Have you had similar reactions to the death of a loved one? Please comment below.

8 Responses

  1. Patricia

    My mom died on January 1, 2011. It shocked me because I had talked to her that afternoon to confirm our plans for the next day’s New Year’s celebration with our family. Upon her passing, my world suddently went into slow motion and I felt energy in every breath like I had not ever felt before. I could feel how every thought and word had an essence that either felt good or not so good. I was being taught deep awareness of my creator power. I also couldn’t keep my focus off my heart. If I did, I would get a pounding headache and my jaw would freeze up. I was being taught how to stay in my heart and I am so glad I was able to do that. In a couple days, I experienced a deep peace fill my physical garment starting from the top of my head and pour into every cell. I was filled with a loving strength words cannot explain. That was so beautiful. My sense of guilt, sadness, and aloneness departed and I was so strong in the present moment. Her transistion filled me with rich insights on all levels of my life and continues. I kept saying to myself the only other time I have felt this way was when I gave birth to our 2 sons. I feel I have experienced her death totally through the eyes of my Spirit and I know there is only life. It has been an exquisite experience that is hard for many to really understand, yet I do not feel guilty that it has been this beautiful for me. We are such beautiful and amazing creations – this truth is my daily journey. May the Blessings Be!

    • John Cali

      Thank you very much, Patricia, for sharing your beautiful story. As you said, when we live from our Spirit self, we know there is no death, only life.

      Blessings,
      John

  2. Jeannie

    When we lose a loved one we feel lost. It touches us in our emotions. Love always is, life always is and death is just a doorway to another room. We know all this yet we still feel lost. Once we widen our precepts of life to include those who travel into other rooms we will not feel so lost though one is allowed a certain sadness for we will not see them in the physical. Even feeling sad will lead us to joy for we will remember the joy of our loved one .

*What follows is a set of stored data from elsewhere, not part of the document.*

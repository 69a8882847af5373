//! Supervised encoder passes.
//!
//! A two-pass encode runs ffmpeg twice over the same input with the same
//! video bitrate. Pass 1 ([`Pass::Analysis`]) writes rate-control statistics
//! next to `passlog_prefix` and discards its media output; pass 2
//! ([`Pass::Encode`]) reads those statistics and writes the final MP4.
//!
//! [`FfmpegEncoder`] spawns one pass, splits its stderr on `\r` and `\n`,
//! feeds each line through a fresh [`ProgressParser`] and reports the results
//! through a callback. Cancelling the token kills the child and waits for it
//! to exit before returning.

use std::collections::VecDeque;
use std::path::PathBuf;
use std::process::Stdio;

use async_trait::async_trait;
use bytes::Bytes;
use futures::StreamExt;
use sizeforge_core::config::EncoderConfig;
use sizeforge_core::{Error, Result};
use tokio::process::Command;
use tokio_util::codec::{AnyDelimiterCodec, FramedRead};
use tokio_util::sync::CancellationToken;

use crate::bitrate::BitratePlan;
use crate::progress::{ParsedLine, ProgressEvent, ProgressParser};

#[cfg(windows)]
const NULL_DEVICE: &str = "NUL";
#[cfg(not(windows))]
const NULL_DEVICE: &str = "/dev/null";

/// One of the two encoder passes.
#[derive(Debug, Clone, Copy, PartialEq, Eq)]
pub enum Pass {
    Analysis,
    Encode,
}

impl Pass {
    /// The value passed to ffmpeg's `-pass` flag.
    pub fn number(self) -> u8 {
        match self {
            Pass::Analysis => 1,
            Pass::Encode => 2,
        }
    }

    pub fn label(self) -> &'static str {
        match self {
            Pass::Analysis => "analysis",
            Pass::Encode => "encode",
        }
    }
}

/// Everything needed to run a single pass.
#[derive(Debug, Clone)]
pub struct PassSpec {
    pub pass: Pass,
    pub input: PathBuf,
    /// Final output file; only written by [`Pass::Encode`].
    pub output: PathBuf,
    /// Prefix for ffmpeg's two-pass statistics files. Both passes of one
    /// encode must use the same prefix.
    pub passlog_prefix: PathBuf,
    pub plan: BitratePlan,
    /// Input duration in seconds, the denominator for progress.
    pub duration: f64,
}

/// Something reported by a running pass.
#[derive(Debug, Clone, PartialEq)]
pub enum PassUpdate {
    Progress(ProgressEvent),
    /// A diagnostic line from the encoder, verbatim.
    Log(String),
}

/// Runs encoder passes.
#[async_trait]
pub trait Encoder: Send + Sync {
    /// Run one pass to completion, delivering progress and diagnostics to
    /// `on_update` as they arrive.
    ///
    /// # Errors
    ///
    /// - [`Error::Cancelled`] once `cancel` fires; the encoder process has
    ///   exited by the time this returns.
    /// - [`Error::Encode`] when the process cannot be started, its output
    ///   stream breaks, or it exits unsuccessfully.
    async fn run_pass(
        &self,
        spec: &PassSpec,
        on_update: &mut (dyn FnMut(PassUpdate) + Send),
        cancel: CancellationToken,
    ) -> Result<()>;
}

/// Build the ffmpeg argument vector for one pass.
pub fn build_args(spec: &PassSpec, config: &EncoderConfig) -> Vec<String> {
    let mut args: Vec<String> = vec![
        "-y".into(),
        "-nostdin".into(),
        "-hide_banner".into(),
        "-i".into(),
        spec.input.to_string_lossy().into_owned(),
        "-c:v".into(),
        config.video_codec.clone(),
        "-preset".into(),
        config.preset.clone(),
        "-b:v".into(),
        spec.plan.video_bitrate_bps.to_string(),
        "-pass".into(),
        spec.pass.number().to_string(),
        "-passlogfile".into(),
        spec.passlog_prefix.to_string_lossy().into_owned(),
    ];

    match spec.pass {
        Pass::Analysis => {
            args.extend(["-an", "-f", "null", NULL_DEVICE].map(String::from));
        }
        Pass::Encode => {
            if spec.plan.has_audio() {
                args.extend([
                    "-c:a".to_string(),
                    config.audio_codec.clone(),
                    "-b:a".to_string(),
                    spec.plan.audio_bitrate_bps.to_string(),
                ]);
            } else {
                args.push("-an".into());
            }
            args.extend([
                "-movflags".to_string(),
                "+faststart".to_string(),
                spec.output.to_string_lossy().into_owned(),
            ]);
        }
    }

    args
}

/// [`Encoder`] backed by the ffmpeg CLI.
#[derive(Debug, Clone)]
pub struct FfmpegEncoder {
    ffmpeg_path: PathBuf,
    config: EncoderConfig,
    log_tail_lines: usize,
}

impl FfmpegEncoder {
    /// `log_tail_lines` is how many trailing diagnostic lines are quoted in
    /// the error of a failed pass.
    pub fn new(ffmpeg_path: PathBuf, config: EncoderConfig, log_tail_lines: usize) -> Self {
        Self {
            ffmpeg_path,
            config,
            log_tail_lines,
        }
    }
}

#[async_trait]
impl Encoder for FfmpegEncoder {
    async fn run_pass(
        &self,
        spec: &PassSpec,
        on_update: &mut (dyn FnMut(PassUpdate) + Send),
        cancel: CancellationToken,
    ) -> Result<()> {
        let pass = spec.pass.number();
        let args = build_args(spec, &self.config);

        tracing::debug!(pass, "Running {} {:?}", self.ffmpeg_path.display(), args);

        let mut child = Command::new(&self.ffmpeg_path)
            .args(&args)
            .stdin(Stdio::null())
            .stdout(Stdio::null())
            .stderr(Stdio::piped())
            .kill_on_drop(true)
            .spawn()
            .map_err(|e| {
                Error::encode(
                    pass,
                    format!("failed to spawn {}: {e}", self.ffmpeg_path.display()),
                )
            })?;

        let stderr = child
            .stderr
            .take()
            .ok_or_else(|| Error::encode(pass, "encoder stderr was not captured"))?;
        let mut lines = FramedRead::new(stderr, AnyDelimiterCodec::new(b"\r\n".to_vec(), Vec::new()));

        let parser = ProgressParser::new(spec.duration);
        let mut tail: VecDeque<String> = VecDeque::with_capacity(self.log_tail_lines);

        loop {
            tokio::select! {
                biased;
                _ = cancel.cancelled() => {
                    tracing::info!(pass, "Encoder cancelled, killing process");
                    let _ = child.kill().await;
                    return Err(Error::Cancelled);
                }
                frame = lines.next() => match frame {
                    Some(Ok(frame)) => {
                        match parser.parse_line(&decode_line(&frame)) {
                            ParsedLine::Progress(event) => on_update(PassUpdate::Progress(event)),
                            ParsedLine::Diagnostic(text) => {
                                if self.log_tail_lines > 0 {
                                    if tail.len() == self.log_tail_lines {
                                        tail.pop_front();
                                    }
                                    tail.push_back(text.clone());
                                }
                                on_update(PassUpdate::Log(text));
                            }
                            ParsedLine::Ignored => {}
                        }
                    }
                    Some(Err(e)) => {
                        let _ = child.kill().await;
                        return Err(Error::encode(pass, format!("encoder output stream failed: {e}")));
                    }
                    None => break,
                },
            }
        }

        let status = tokio::select! {
            biased;
            _ = cancel.cancelled() => {
                tracing::info!(pass, "Encoder cancelled, killing process");
                let _ = child.kill().await;
                return Err(Error::Cancelled);
            }
            status = child.wait() => status.map_err(|e| {
                Error::encode(pass, format!("failed to wait for encoder: {e}"))
            })?,
        };

        if !status.success() {
            let mut message = format!("ffmpeg exited with {status}");
            if !tail.is_empty() {
                message.push_str(":\n");
                message.push_str(&tail.make_contiguous().join("\n"));
            }
            return Err(Error::encode(pass, message));
        }

        tracing::debug!(pass, "Encoder pass finished");
        Ok(())
    }
}

fn decode_line(frame: &Bytes) -> String {
    String::from_utf8_lossy(frame).into_owned()
}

    I have had a friend a few years ago go through that door and yet he came back to me to show life goes on. He was so full of love and energy yet there are those who would not believe it happened which doesn’t matter. I know it did.

    Yet as I said sadness will bring us to the memory of the loved one and the sweetness will bring joy back into our hearts.

    love and hugs
    Jeannie

    • admin

      Thank you very much, Jeannie.

      Love and hugs to you, my dear,
      John

  3. Jerry

    I had experienced the passing of a few people, but the big one was when my wife passed. I felt like my life had ended… and I was still alive while dying. We had been married 36 years and our house number also has those same digits (306). Is is hard to fathom the depth of loss when something like this happens and dealing with the resulting emotions and thoughts.
    Be well dear friend, John. I have an idea how you feel.
    Many blessings of love!
    Jerry

    • admin

      Thank you very much, Jerry. All is well.

      Many blessings of love to you also,
      John

  4. admin

    Thank you very much, Terri, for your kind comments. I agree with you — our loved ones are always with us, “dead” or “alive.” As Chief Joseph used to say often, “You never lose those you love.”

    Happy Thanksgiving!

  5. Terri Powell

    Greetings John,

    Isn’t it nice to surprise ourself? And beautiful that someone touched you so deeply. While this isn’t your addressed subject – it dovetails. I’ve played with the concept of “missing” someone whether it be because of transition to non-physical or a relationship that has ended. That person is forever etched in our hearts. What I’ve come to realize is that they are always with me. I can go to my heart and feel them anytime. But my mind wants to take me on a ride of longing for them or needing them to be physically in front of me. It’s an interesting subject and one to continue exploring. Thanks for sharing.